___ Input data ___

//! Server configuration from the environment.
//!
//! All settings come from `BALLOT_*` environment variables (a `.env` file is
//! loaded by `main` before this runs). The signing secret has no default and
//! no fallback: a server that cannot sign tokens must not start, and the
//! failure is reported as configuration, never as a runtime auth error.

use std::net::SocketAddr;
use std::time::Duration;

/// Environment variable holding the token signing secret.
pub const ENV_JWT_SECRET: &str = "BALLOT_JWT_SECRET";
/// Environment variable holding the listen address.
pub const ENV_ADDR: &str = "BALLOT_ADDR";
/// Environment variable holding the token lifetime in seconds.
pub const ENV_TOKEN_LIFETIME: &str = "BALLOT_TOKEN_LIFETIME_SECS";
/// Environment variable holding the sweep interval in seconds.
pub const ENV_SWEEP_INTERVAL: &str = "BALLOT_SWEEP_INTERVAL_SECS";
/// Environment variable enabling the inline sweep on each gate check.
pub const ENV_SWEEP_ON_CHECK: &str = "BALLOT_SWEEP_ON_CHECK";

const DEFAULT_ADDR: &str = "0.0.0.0:8080";
const DEFAULT_TOKEN_LIFETIME_SECS: u64 = 3600;
const DEFAULT_SWEEP_INTERVAL_SECS: u64 = 300;

/// Configuration errors.
#[derive(Debug, thiserror::Error)]
pub enum ConfigError {
    /// The signing secret is absent. Startup-fatal and reported distinctly;
    /// a server without the secret would reject every token it issued.
    #[error("{ENV_JWT_SECRET} is not set; the server cannot sign session tokens")]
    MissingJwtSecret,

    /// A variable is set but cannot be parsed.
    #[error("invalid value for {name}: {value:?}")]
    Invalid {
        /// Variable name.
        name: &'static str,
        /// The offending value.
        value: String,
    },
}

/// Runtime configuration for the server.
#[derive(Debug, Clone)]
pub struct ServerConfig {
    /// Socket address to listen on.
    pub addr: SocketAddr,
    /// Token signing secret. Never logged.
    pub jwt_secret: String,
    /// Session token lifetime.
    pub token_lifetime: Duration,
    /// Interval between background revocation sweeps.
    pub sweep_interval: Duration,
    /// Whether each gate check also sweeps inline.
    pub sweep_on_check: bool,
}

impl ServerConfig {
    /// Loads configuration from the process environment.
    ///
    /// # Errors
    ///
    /// Returns [`ConfigError::MissingJwtSecret`] if the signing secret is
    /// absent or empty, or [`ConfigError::Invalid`] for unparseable values.
    pub fn from_env() -> Result<Self, ConfigError> {
        Self::from_lookup(|name| std::env::var(name).ok())
    }

    /// Loads configuration through an arbitrary variable lookup. Test seam.
    ///
    /// # Errors
    ///
    /// Same as [`ServerConfig::from_env`].
    pub fn from_lookup(lookup: impl Fn(&str) -> Option<String>) -> Result<Self, ConfigError> {
        let jwt_secret = lookup(ENV_JWT_SECRET)
            .filter(|s| !s.trim().is_empty())
            .ok_or(ConfigError::MissingJwtSecret)?;

        let addr_raw = lookup(ENV_ADDR).unwrap_or_else(|| DEFAULT_ADDR.to_string());
        let addr: SocketAddr = addr_raw.parse().map_err(|_| ConfigError::Invalid {
            name: ENV_ADDR,
            value: addr_raw.clone(),
        })?;

        let token_lifetime = duration_secs(&lookup, ENV_TOKEN_LIFETIME, DEFAULT_TOKEN_LIFETIME_SECS)?;
        let sweep_interval = duration_secs(&lookup, ENV_SWEEP_INTERVAL, DEFAULT_SWEEP_INTERVAL_SECS)?;

        let sweep_on_check = match lookup(ENV_SWEEP_ON_CHECK) {
            None => false,
            Some(raw) => match raw.to_ascii_lowercase().as_str() {
                "1" | "true" | "yes" => true,
                "0" | "false" | "no" => false,
                _ => {
                    return Err(ConfigError::Invalid {
                        name: ENV_SWEEP_ON_CHECK,
                        value: raw,
                    });
                }
            },
        };

        Ok(Self {
            addr,
            jwt_secret,
            token_lifetime,
            sweep_interval,
            sweep_on_check,
        })
    }
}

fn duration_secs(
    lookup: impl Fn(&str) -> Option<String>,
    name: &'static str,
    default: u64,
) -> Result<Duration, ConfigError> {
    match lookup(name) {
        None => Ok(Duration::from_secs(default)),
        Some(raw) => raw
            .parse::<u64>()
            .map(Duration::from_secs)
            .map_err(|_| ConfigError::Invalid { name, value: raw }),
    }
}

#[cfg(test)]
mod tests {
    use super::*;
    use std::collections::HashMap;

    fn lookup_from<'a>(vars: &'a [(&'a str, &'a str)]) -> impl Fn(&str) -> Option<String> + 'a {
        let map: HashMap<&str, &str> = vars.iter().copied().collect();
        move |name| map.get(name).map(|v| (*v).to_string())
    }

    #[test]
    fn test_defaults() {
        let config =
            ServerConfig::from_lookup(lookup_from(&[(ENV_JWT_SECRET, "secret")])).unwrap();
        assert_eq!(config.addr, "0.0.0.0:8080".parse().unwrap());
        assert_eq!(config.token_lifetime, Duration::from_secs(3600));
        assert_eq!(config.sweep_interval, Duration::from_secs(300));
        assert!(!config.sweep_on_check);
    }

    #[test]
    fn test_missing_secret_is_fatal() {
        let err = ServerConfig::from_lookup(lookup_from(&[])).unwrap_err();
        assert!(matches!(err, ConfigError::MissingJwtSecret));

        // A blank secret is as good as no secret.
        let err = ServerConfig::from_lookup(lookup_from(&[(ENV_JWT_SECRET, "  ")])).unwrap_err();
        assert!(matches!(err, ConfigError::MissingJwtSecret));
    }

    #[test]
    fn test_overrides() {
        let config = ServerConfig::from_lookup(lookup_from(&[
            (ENV_JWT_SECRET, "secret"),
            (ENV_ADDR, "127.0.0.1:9999"),
            (ENV_TOKEN_LIFETIME, "60"),
            (ENV_SWEEP_INTERVAL, "10"),
            (ENV_SWEEP_ON_CHECK, "true"),
        ]))
        .unwrap();
        assert_eq!(config.addr, "127.0.0.1:9999".parse().unwrap());
        assert_eq!(config.token_lifetime, Duration::from_secs(60));
        assert_eq!(config.sweep_interval, Duration::from_secs(10));
        assert!(config.sweep_on_check);
    }

    #[test]
    fn test_invalid_values() {
        let err = ServerConfig::from_lookup(lookup_from(&[
            (ENV_JWT_SECRET, "secret"),
            (ENV_ADDR, "not-an-addr"),
        ]))
        .unwrap_err();
        assert!(matches!(err, ConfigError::Invalid { name, .. } if name == ENV_ADDR));

        let err = ServerConfig::from_lookup(lookup_from(&[
            (ENV_JWT_SECRET, "secret"),
            (ENV_TOKEN_LIFETIME, "soon"),
        ]))
        .unwrap_err();
        assert!(matches!(err, ConfigError::Invalid { name, .. } if name == ENV_TOKEN_LIFETIME));
    }
}
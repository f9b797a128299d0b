//! Storage error types.
//!
//! Every storage trait in this crate reports failures through
//! [`StorageError`]. Backends wrap their driver errors into these variants so
//! that callers never see (or leak) raw driver messages.

/// Result alias for storage operations.
pub type StorageResult<T> = Result<T, StorageError>;

/// Errors that can occur in a storage backend.
#[derive(Debug, thiserror::Error)]
pub enum StorageError {
    /// A unique constraint was violated (e.g. duplicate username).
    #[error("Duplicate key: {key}")]
    Duplicate {
        /// The conflicting key.
        key: String,
    },

    /// The referenced record does not exist.
    #[error("Record not found: {what}")]
    NotFound {
        /// Description of the missing record.
        what: String,
    },

    /// The underlying store failed or is unreachable.
    #[error("Storage backend error: {message}")]
    Backend {
        /// Description of the backend failure.
        message: String,
    },
}

impl StorageError {
    /// Creates a new `Duplicate` error.
    #[must_use]
    pub fn duplicate(key: impl Into<String>) -> Self {
        Self::Duplicate { key: key.into() }
    }

    /// Creates a new `NotFound` error.
    #[must_use]
    pub fn not_found(what: impl Into<String>) -> Self {
        Self::NotFound { what: what.into() }
    }

    /// Creates a new `Backend` error.
    #[must_use]
    pub fn backend(message: impl Into<String>) -> Self {
        Self::Backend {
            message: message.into(),
        }
    }

    /// Returns `true` if this error is a unique-constraint violation.
    #[must_use]
    pub fn is_duplicate(&self) -> bool {
        matches!(self, Self::Duplicate { .. })
    }
}

#[cfg(test)]
mod tests {
    use super::*;

    #[test]
    fn test_error_display() {
        let err = StorageError::duplicate("username=alice");
        assert_eq!(err.to_string(), "Duplicate key: username=alice");
        assert!(err.is_duplicate());

        let err = StorageError::backend("connection refused");
        assert_eq!(err.to_string(), "Storage backend error: connection refused");
        assert!(!err.is_duplicate());
    }
}
use anyhow::Context;

use ballot_auth::sweeper::spawn_revocation_sweeper;
use ballot_server::config::{ConfigError, ServerConfig};
use ballot_server::state::AppState;

#[tokio::main]
async fn main() {
    // Load .env if present; absence is not an error.
    if let Err(e) = dotenvy::dotenv() {
        if !matches!(e, dotenvy::Error::Io(ref io_err) if io_err.kind() == std::io::ErrorKind::NotFound)
        {
            eprintln!("Warning: failed to load .env file: {e}");
        }
    }

    ballot_server::observability::init_tracing();

    let config = match ServerConfig::from_env() {
        Ok(c) => c,
        Err(e @ ConfigError::MissingJwtSecret) => {
            tracing::error!("signing secret missing; refusing to start");
            eprintln!("Configuration error: {e}");
            std::process::exit(2);
        }
        Err(e) => {
            eprintln!("Configuration error: {e}");
            std::process::exit(2);
        }
    };

    if let Err(e) = run(config).await {
        eprintln!("Server error: {e:#}");
        std::process::exit(1);
    }
}

async fn run(config: ServerConfig) -> anyhow::Result<()> {
    let state = AppState::in_memory(&config);

    let sweeper = spawn_revocation_sweeper(state.revocations(), config.sweep_interval);
    let app = ballot_server::router(state);

    let listener = tokio::net::TcpListener::bind(config.addr)
        .await
        .with_context(|| format!("failed to bind {}", config.addr))?;
    tracing::info!(addr = %config.addr, "ballot server listening");

    let result = axum::serve(listener, app)
        .await
        .context("server terminated");
    sweeper.abort();
    result
}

___

▶ **Your objective**:
When a line in the listing includes the word "main", report that line in full.

▶ **Task answer**:
//! loaded by `main` before this runs). The signing secret has no default and
#[tokio::main]
async fn main() {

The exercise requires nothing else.